Fable Max in incognito:

"What do you think of the quality of the implicit argument against slowing AI advances being made in this post?" "I'd say the argument rests on genuinely sound economics but makes a weak inference from it — and the weakness is structural, not a quibble.

First, what it gets right. The arithmetic checks out: Clancy models a one-time bump in US per-capita growth from 2% to 2.1%, which permanently raises income by about $90 per person; over 25 working years across 340 million Americans that's roughly $765 billion, and adding a proportional improvement in life expectancy valued conservatively gives a total around $1.2 trillion. Level effects persist, and the costs of forgone progress are diffuse and invisible while the harms of deployed technology are vivid — correcting for that asymmetry of salience is a real service, and it's the strongest thing in Krier's gloss.

Worth noting, though: Clancy's piece is a valuation exercise about progress generally — it never mentions AI or pausing anything. The policy application is entirely Krier's, and that's where the trouble starts.

The central problem is that it's a one-sided ledger presented as a conclusion. The case for slowing frontier AI was never "AI has no benefits"; it's that some posited risks are catastrophic and irreversible. An argument that carefully prices the cost of delay and assigns no value at all to risk reduction can't tell you where the evidentiary bar should sit — it's a price tag on one side of a comparison, not the comparison.

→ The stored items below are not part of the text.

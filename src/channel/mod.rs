pub mod actor;
pub mod dispatch;
pub mod handle;
pub mod pending;
pub mod writer;

pub use actor::{
    Call, ChannelActor, ChannelArgs, ChannelEvent, DEFAULT_OUTBOUND_CAPACITY, GetLiveness,
    GetStats, GetStatus, SubscribePushes, SubscribeSignals,
};
pub use dispatch::ServerPush;
pub use handle::ChannelHandle;
pub use pending::PendingCalls;
pub use writer::{WriterActor, WriterWrite, spawn_writer_supervised, spawn_writer_supervisor};
pub mod envelope;
pub mod frame;
pub mod health;
pub mod identity;
pub mod liveness;
pub mod reconnect;
pub mod token;
pub mod types;

pub use envelope::{
    CHAT_ADD_ENDPOINT, CHAT_GET_ENDPOINT, EventPush, Inbound, InvokeReply, KEEPALIVE_ENDPOINT,
    OutboundEnvelope, PageAction, QueueEntry, QueuePush, SCRIPT_ERROR_ENDPOINT, parse_inbound,
};
pub use frame::{WsCloseFrame, WsFrame, into_ws_frame};
pub use health::{ChannelHealth, ChannelStats};
pub use identity::Identity;
pub use liveness::{LivenessConfig, LivenessMonitor, LivenessState, LivenessTransition};
pub use reconnect::FixedDelayReconnect;
pub use token::{correlation_token, mint_token};
pub use types::{
    ChannelError, ChannelResult, ChannelSignal, ChannelStatus, DisconnectCause, FrameLimits,
    ReconnectStrategy,
};
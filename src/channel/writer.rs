use futures_util::{Sink, SinkExt};
use kameo::prelude::{Actor, ActorRef, Context, Message as KameoMessage};
use tokio::sync::watch;
use tracing::debug;

use crate::core::{ChannelError, ChannelResult, WsFrame};
use crate::supervision::TypedSupervisor;

/// Writer actor that owns the transport's write half and serializes writes.
///
/// One writer exists per physical connection; a reconnect spawns a fresh one.
pub struct WriterActor<W>
where
    W: Sink<WsFrame, Error = ChannelError> + Send + Sync + Unpin + 'static,
{
    writer: W,
    shutdown_rx: watch::Receiver<bool>,
}

impl<W> WriterActor<W>
where
    W: Sink<WsFrame, Error = ChannelError> + Send + Sync + Unpin + 'static,
{
    pub fn new(writer: W, shutdown_rx: watch::Receiver<bool>) -> Self {
        Self {
            writer,
            shutdown_rx,
        }
    }
}

impl<W> Actor for WriterActor<W>
where
    W: Sink<WsFrame, Error = ChannelError> + Send + Sync + Unpin + 'static,
{
    type Args = Self;
    type Error = ChannelError;

    fn name() -> &'static str {
        "WriterActor"
    }

    async fn on_start(args: Self::Args, _ctx: ActorRef<Self>) -> Result<Self, Self::Error> {
        Ok(args)
    }

    fn on_panic(
        &mut self,
        _actor_ref: kameo::actor::WeakActorRef<Self>,
        err: kameo::prelude::PanicError,
    ) -> impl std::future::Future<
        Output = Result<std::ops::ControlFlow<kameo::prelude::ActorStopReason>, Self::Error>,
    > + Send {
        async move {
            tracing::error!(error = ?err, "WriterActor panicked");
            Ok(std::ops::ControlFlow::Break(
                kameo::prelude::ActorStopReason::Panicked(err),
            ))
        }
    }
}

pub struct WriterWrite {
    pub frame: WsFrame,
}

impl<W> KameoMessage<WriterWrite> for WriterActor<W>
where
    W: Sink<WsFrame, Error = ChannelError> + Send + Sync + Unpin + 'static,
{
    type Reply = ChannelResult<()>;

    async fn handle(
        &mut self,
        msg: WriterWrite,
        _ctx: &mut Context<Self, Self::Reply>,
    ) -> Self::Reply {
        if *self.shutdown_rx.borrow() {
            return Err(ChannelError::InvalidState("writer stopped".to_string()));
        }
        debug!(target: "lablink-writer", "sending frame to wire");
        self.writer.send(msg.frame).await?;
        Ok(())
    }
}

/// Spawn a supervisor for writer instances.
///
/// Restart requires a new connection, so the supervisor never restarts
/// children; it only keeps the link tree intact.
pub fn spawn_writer_supervisor<W>() -> ActorRef<TypedSupervisor<WriterActor<W>>>
where
    W: Sink<WsFrame, Error = ChannelError> + Send + Sync + Unpin + 'static,
{
    TypedSupervisor::spawn(TypedSupervisor::new("lablink-writer"))
}

/// Spawn a writer and link it to an existing supervisor.
pub async fn spawn_writer_supervised<W>(
    supervisor: &ActorRef<TypedSupervisor<WriterActor<W>>>,
    writer: W,
    shutdown_rx: watch::Receiver<bool>,
) -> ActorRef<WriterActor<W>>
where
    W: Sink<WsFrame, Error = ChannelError> + Send + Sync + Unpin + 'static,
{
    let actor = WriterActor::spawn(WriterActor::new(writer, shutdown_rx));
    actor.link(supervisor).await;
    actor
}
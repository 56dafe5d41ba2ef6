//! The channel's window onto the hosting page.
//!
//! The page side owns navigation and the primary form; the channel only ever
//! reaches it through this trait. The current page identifier is read at the
//! moment a queue entry is processed, not when it was sent, which is what
//! makes stale-page suppression work.

/// Read-only page-state provider consumed by the dispatcher.
pub trait PageHost: Send + Sync + 'static {
    /// Identifier of the currently-displayed page, if any.
    fn current_page(&self) -> Option<String>;

    /// Re-navigate to the current location.
    fn reload(&self);

    /// Navigate to `url`. Callers have already checked the scheme.
    fn redirect(&self, url: &str);

    /// Programmatically submit the page's primary form.
    fn submit_primary_form(&self);
}

/// Whether a redirect target is acceptable: relative URLs, or absolute ones
/// with an http/https scheme. Everything else (javascript:, data:, ...) is
/// refused.
pub fn redirect_allowed(url: &str) -> bool {
    match scheme_of(url) {
        None => true,
        Some(scheme) => scheme.eq_ignore_ascii_case("http") || scheme.eq_ignore_ascii_case("https"),
    }
}

/// Extract the URL scheme, if the prefix up to the first `:` is one.
fn scheme_of(url: &str) -> Option<&str> {
    let colon = url.find(':')?;
    let candidate = &url[..colon];
    let mut chars = candidate.chars();
    let first = chars.next()?;
    if !first.is_ascii_alphabetic() {
        return None;
    }
    if chars.all(|c| c.is_ascii_alphanumeric() || matches!(c, '+' | '-' | '.')) {
        Some(candidate)
    } else {
        None
    }
}

#[cfg(test)]
mod tests {
    use super::*;

    #[test]
    fn relative_targets_are_allowed() {
        assert!(redirect_allowed("/next"));
        assert!(redirect_allowed("page2"));
        assert!(redirect_allowed("//host/path"));
        assert!(redirect_allowed("?round=2"));
    }

    #[test]
    fn http_schemes_are_allowed() {
        assert!(redirect_allowed("http://example.org/"));
        assert!(redirect_allowed("https://example.org/p/abc"));
        assert!(redirect_allowed("HTTPS://EXAMPLE.ORG"));
    }

    #[test]
    fn script_schemes_are_refused() {
        assert!(!redirect_allowed("javascript:alert(1)"));
        assert!(!redirect_allowed("data:text/html,hi"));
        assert!(!redirect_allowed("vbscript:x"));
        assert!(!redirect_allowed("ws://example.org/"));
    }

    #[test]
    fn colon_in_path_is_not_a_scheme() {
        assert!(redirect_allowed("/a/b:c"));
        assert!(redirect_allowed("weird path:thing"));
    }
}
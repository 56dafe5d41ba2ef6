//! Resilient participant sync channel for browser-based experiment sessions.
//!
//! One logical connection per participant, carried over a single physical
//! websocket at a time: correlated request/response calls, server pushes
//! gated by the current page, an application-level keepalive distinguishing
//! slow from dead connections, and fixed-delay reconnects with FIFO replay of
//! everything that queued up while the wire was down.

pub mod channel;
pub mod core;
pub mod page;
pub mod supervision;
pub mod testing;
pub mod tls;
pub mod transport;

pub use crate::channel::{
    Call, ChannelActor, ChannelArgs, ChannelEvent, ChannelHandle, DEFAULT_OUTBOUND_CAPACITY,
    ServerPush,
};
pub use crate::core::{
    ChannelError, ChannelResult, ChannelSignal, ChannelStats, ChannelStatus, FixedDelayReconnect,
    Identity, LivenessConfig, LivenessState, ReconnectStrategy, WsFrame,
};
pub use crate::page::PageHost;
pub use crate::transport::WsTransport;
pub use crate::transport::tungstenite::TungsteniteTransport;
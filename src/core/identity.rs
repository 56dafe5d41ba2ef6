use sha2::{Digest, Sha256};

/// Who this channel belongs to: one participant in one session, bound by the
/// session's shared secret.
///
/// The secret never travels over the channel itself; it only enters the form
/// token digest attached to ordinary form submissions.
#[derive(Clone, Debug)]
pub struct Identity {
    session: String,
    participant: String,
    secret: String,
}

impl Identity {
    pub fn new(
        session: impl Into<String>,
        participant: impl Into<String>,
        secret: impl Into<String>,
    ) -> Self {
        Self {
            session: session.into(),
            participant: participant.into(),
            secret: secret.into(),
        }
    }

    pub fn session(&self) -> &str {
        &self.session
    }

    pub fn participant(&self) -> &str {
        &self.participant
    }

    /// Integrity token attached to the primary form on every page load.
    ///
    /// Deterministic in the (session, participant, secret) triple, so page
    /// state can neither be replayed nor forged across sessions.
    pub fn form_token(&self) -> String {
        let base = format!("{}+{}+{}", self.session, self.participant, self.secret);
        let digest = Sha256::digest(base.as_bytes());
        let mut out = String::with_capacity(digest.len() * 2);
        for byte in digest {
            out.push_str(&format!("{byte:02x}"));
        }
        out
    }

    /// Websocket URL for this participant's channel.
    ///
    /// The scheme follows the page's own: a secure page gets a secure socket.
    /// `root` is the deployment's path prefix ("" when served at the root).
    pub fn channel_url(&self, secure: bool, host: &str, root: &str) -> String {
        let scheme = if secure { "wss" } else { "ws" };
        format!(
            "{scheme}://{host}{root}/ws/{}/{}/",
            self.session, self.participant
        )
    }
}
//! Routing of server-pushed messages.
//!
//! `invoke` replies stay with the actor (they complete pending calls); the
//! dispatcher handles the three push shapes: actions run against the page
//! host exactly once, events broadcast unconditionally, queue entries pass
//! the page-constraint gate first.

use std::sync::Arc;

use tokio::sync::broadcast;
use tracing::{debug, warn};

use crate::core::envelope::{EventPush, PageAction, QueuePush};
use crate::page::{PageHost, redirect_allowed};

/// Server pushes surfaced to subscribers after gating.
#[derive(Debug, Clone)]
pub enum ServerPush {
    Event(EventPush),
    Queue(QueuePush),
}

pub struct Dispatcher<H>
where
    H: PageHost,
{
    page: Arc<H>,
    pushes: broadcast::Sender<ServerPush>,
}

impl<H> Dispatcher<H>
where
    H: PageHost,
{
    pub fn new(page: Arc<H>, push_capacity: usize) -> Self {
        let (pushes, _) = broadcast::channel(push_capacity);
        Self { page, pushes }
    }

    pub fn page(&self) -> &Arc<H> {
        &self.page
    }

    pub fn subscribe(&self) -> broadcast::Receiver<ServerPush> {
        self.pushes.subscribe()
    }

    /// Execute a fire-and-forget action. Called once per inbound message, so
    /// at-most-once execution is structural.
    pub fn run_action(&self, action: PageAction) {
        match action {
            PageAction::Reload => self.page.reload(),
            PageAction::Redirect(url) => {
                if redirect_allowed(&url) {
                    self.page.redirect(&url);
                } else {
                    warn!(url = %url, "refusing redirect to disallowed scheme");
                }
            }
            PageAction::Submit => self.page.submit_primary_form(),
        }
    }

    /// Broadcast a named event. No ordering guarantee relative to other
    /// kinds; subscribers that lag simply miss old entries.
    pub fn broadcast_event(&self, event: EventPush) {
        let _ = self.pushes.send(ServerPush::Event(event));
    }

    /// Deliver a queue entry unless its page constraint mismatches the page
    /// displayed right now. Entries addressed to a page the client has since
    /// left are dropped, not buffered.
    pub fn deliver_queued(&self, queue: QueuePush) {
        if let Some(constraint) = queue.entry.constraint.as_deref() {
            let current = self.page.current_page();
            if current.as_deref() != Some(constraint) {
                debug!(
                    constraint = %constraint,
                    current = current.as_deref().unwrap_or("<none>"),
                    "dropping stale queue entry"
                );
                return;
            }
        }
        let _ = self.pushes.send(ServerPush::Queue(queue));
    }
}
/// The participant sync channel.
pub struct ChannelActor<H, R, T = TungsteniteTransport>
where
    H: PageHost,
    R: ReconnectStrategy,
    T: WsTransport,
{
    url: String,
    transport: T,
    reconnect: R,
    dispatcher: Dispatcher<H>,
    pending: PendingCalls<ReplySender<CallReply>>,
    outbound: VecDeque<QueuedEnvelope>,
    outbound_capacity: usize,
    status: ChannelStatus,
    initialized_once: bool,
    no_reconnect: bool,
    connect_inflight: bool,
    startup_armed: bool,
    keepalive_inflight: Option<(String, Instant)>,
    liveness: LivenessMonitor,
    health: ChannelHealth,
    signals: broadcast::Sender<ChannelSignal>,
    actor_ref: ActorRef<Self>,
    shutdown_tx: watch::Sender<bool>,
    shutdown_rx: watch::Receiver<bool>,
    reader_task: Option<JoinHandle<()>>,
    keepalive_task: Option<JoinHandle<()>>,
    writer_ref: Option<ActorRef<WriterActor<T::Writer>>>,
    writer_supervisor_ref: Option<ActorRef<TypedSupervisor<WriterActor<T::Writer>>>>,
}

impl<H, R, T> Actor for ChannelActor<H, R, T>
where
    H: PageHost,
    R: ReconnectStrategy,
    T: WsTransport,
{
    type Args = ChannelArgs<H, R, T>;
    type Error = ChannelError;

    fn name() -> &'static str {
        "ChannelActor"
    }

    async fn on_start(args: Self::Args, ctx: ActorRef<Self>) -> ChannelResult<Self> {
        let ChannelArgs {
            url,
            transport,
            reconnect,
            page,
            liveness,
            outbound_capacity,
        } = args;

        let (shutdown_tx, shutdown_rx) = watch::channel(false);
        let (signals, _) = broadcast::channel(SIGNAL_CAPACITY);

        Ok(Self {
            url,
            transport,
            reconnect,
            dispatcher: Dispatcher::new(page, PUSH_CAPACITY),
            pending: PendingCalls::new(),
            outbound: VecDeque::new(),
            outbound_capacity,
            status: ChannelStatus::Connecting,
            initialized_once: false,
            no_reconnect: false,
            connect_inflight: false,
            startup_armed: false,
            keepalive_inflight: None,
            liveness: LivenessMonitor::new(liveness),
            health: ChannelHealth::new(),
            signals,
            actor_ref: ctx,
            shutdown_tx,
            shutdown_rx,
            reader_task: None,
            keepalive_task: None,
            writer_ref: None,
            writer_supervisor_ref: None,
        })
    }

    async fn on_stop(
        &mut self,
        _ctx: WeakActorRef<Self>,
        _reason: kameo::error::ActorStopReason,
    ) -> ChannelResult<()> {
        self.no_reconnect = true;
        self.stop_io_tasks().await;
        for waiter in self.pending.take_all() {
            waiter.send(Err(ChannelError::Closed));
        }
        Ok(())
    }

    fn on_panic(
        &mut self,
        _actor_ref: kameo::actor::WeakActorRef<Self>,
        err: kameo::prelude::PanicError,
    ) -> impl std::future::Future<
        Output = Result<std::ops::ControlFlow<kameo::prelude::ActorStopReason>, Self::Error>,
    > + Send {
        async move {
            tracing::error!(error = ?err, "ChannelActor panicked");
            Ok(std::ops::ControlFlow::Break(
                kameo::prelude::ActorStopReason::Panicked(err),
            ))
        }
    }
}

/// Channel lifecycle and IO events.
pub enum ChannelEvent {
    /// Open the physical connection (also used by the retry timer).
    Connect,
    /// The physical connection went away.
    Disconnect {
        reason: String,
        cause: DisconnectCause,
    },
    /// A frame arrived from the reader task.
    Inbound(WsFrame),
    /// Periodic keepalive tick.
    KeepaliveTick,
    /// The confirm timeout armed at a keepalive send fired.
    ConfirmDeadline { sent_at: Instant },
    /// The long startup failsafe fired.
    StartupDeadline,
    /// Explicit teardown; no further reconnect attempts.
    Close,
}

impl<H, R, T> KameoMessage<ChannelEvent> for ChannelActor<H, R, T>
where
    H: PageHost,
    R: ReconnectStrategy,
    T: WsTransport,
{
    type Reply = ChannelResult<()>;

    async fn handle(
        &mut self,
        event: ChannelEvent,
        _ctx: &mut Context<Self, Self::Reply>,
    ) -> Self::Reply {
        match event {
            ChannelEvent::Connect => self.handle_connect(),
            ChannelEvent::Disconnect { reason, cause } => {
                // A joined reader task can leave a stale notification behind;
                // only a disconnect of the live connection counts.
                if self.status == ChannelStatus::Open {
                    self.handle_disconnect(reason, cause).await;
                } else {
                    debug!(reason = %reason, "ignoring disconnect in non-open state");
                }
            }
            ChannelEvent::Inbound(frame) => self.process_inbound(frame).await,
            ChannelEvent::KeepaliveTick => {
                if self.status == ChannelStatus::Open {
                    self.send_keepalive().await;
                }
            }
            ChannelEvent::ConfirmDeadline { sent_at } => {
                if let Some(transition) = self.liveness.confirm_deadline_passed(sent_at) {
                    self.apply_liveness(transition);
                }
            }
            ChannelEvent::StartupDeadline => {
                if let Some(transition) = self.liveness.startup_deadline_passed() {
                    self.apply_liveness(transition);
                }
            }
            ChannelEvent::Close => self.handle_close().await,
        }
        Ok(())
    }
}

pub(crate) struct ConnectionEstablished<TR: WsTransport>(
    pub(crate) TR::Reader,
    pub(crate) TR::Writer,
);

pub(crate) struct ConnectionFailed {
    pub(crate) error: String,
}

impl<H, R, T> KameoMessage<ConnectionEstablished<T>> for ChannelActor<H, R, T>
where
    H: PageHost,
    R: ReconnectStrategy,
    T: WsTransport,
{
    type Reply = ChannelResult<()>;

    async fn handle(
        &mut self,
        msg: ConnectionEstablished<T>,
        _ctx: &mut Context<Self, Self::Reply>,
    ) -> Self::Reply {
        self.on_connection_established(msg.0, msg.1).await;
        Ok(())
    }
}

impl<H, R, T> KameoMessage<ConnectionFailed> for ChannelActor<H, R, T>
where
    H: PageHost,
    R: ReconnectStrategy,
    T: WsTransport,
{
    type Reply = ChannelResult<()>;

    async fn handle(
        &mut self,
        msg: ConnectionFailed,
        _ctx: &mut Context<Self, Self::Reply>,
    ) -> Self::Reply {
        self.connect_inflight = false;
        self.health.record_internal_error("connect", &msg.error);
        warn!(error = %msg.error, "connection attempt failed");
        self.schedule_reconnect("connection failed");
        Ok(())
    }
}

/// One remote call. Ask to await the server's reply; tell to fire and forget.
pub struct Call {
    pub endpoint: String,
    pub payload: Value,
}

impl<H, R, T> KameoMessage<Call> for ChannelActor<H, R, T>
where
    H: PageHost,
    R: ReconnectStrategy,
    T: WsTransport,
{
    type Reply = DelegatedReply<CallReply>;

    async fn handle(&mut self, msg: Call, ctx: &mut Context<Self, Self::Reply>) -> Self::Reply {
        let (delegated, reply_sender) = ctx.reply_sender();

        if self.no_reconnect {
            if let Some(tx) = reply_sender {
                tx.send(Err(ChannelError::Closed));
            }
            return delegated;
        }

        let token = correlation_token();
        let envelope = OutboundEnvelope {
            endpoint: msg.endpoint,
            payload: msg.payload,
            future: token.clone(),
        };
        let frame = match envelope.to_frame() {
            Ok(frame) => frame,
            Err(err) => {
                if let Some(tx) = reply_sender {
                    tx.send(Err(err));
                }
                return delegated;
            }
        };

        if let Some(tx) = reply_sender {
            self.pending.register(token.clone(), tx);
        }

        if let Err(err) = self
            .enqueue_outbound(QueuedEnvelope {
                frame,
                token: Some(token.clone()),
            })
            .await
        {
            if let Some(tx) = self.pending.complete(&token) {
                tx.send(Err(err));
            }
        }

        delegated
    }
}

Worse for Krier, the compounding logic he's wielding is symmetric and arguably cuts the other way. If you take seriously that value compounds across people and generations — Clancy's whole point — then a permanent catastrophe truncates that entire stream, and the same arithmetic that makes one year's blip worth $1.2 trillion makes even small reductions in the probability of losing everything worth vastly more. This is Bostrom's astronomical-waste argument, and Paul Christiano's version is sharper still: uniformly accelerating progress mostly changes when things happen rather than whether, so long-run value hinges on differential progress (safety relative to capability), not raw speed. The first comment under Clancy's post raises exactly this longtermist objection. And the deepest irony: Clancy himself, in earlier Open Philanthropy work on the returns to science under technological risk, modeled precisely this tradeoff and found the sign of acceleration's value is parameter-dependent — it can flip under plausible assumptions about catastrophic risk. The source's own author treats this as an open modeling question; Krier treats it as a one-way ratchet.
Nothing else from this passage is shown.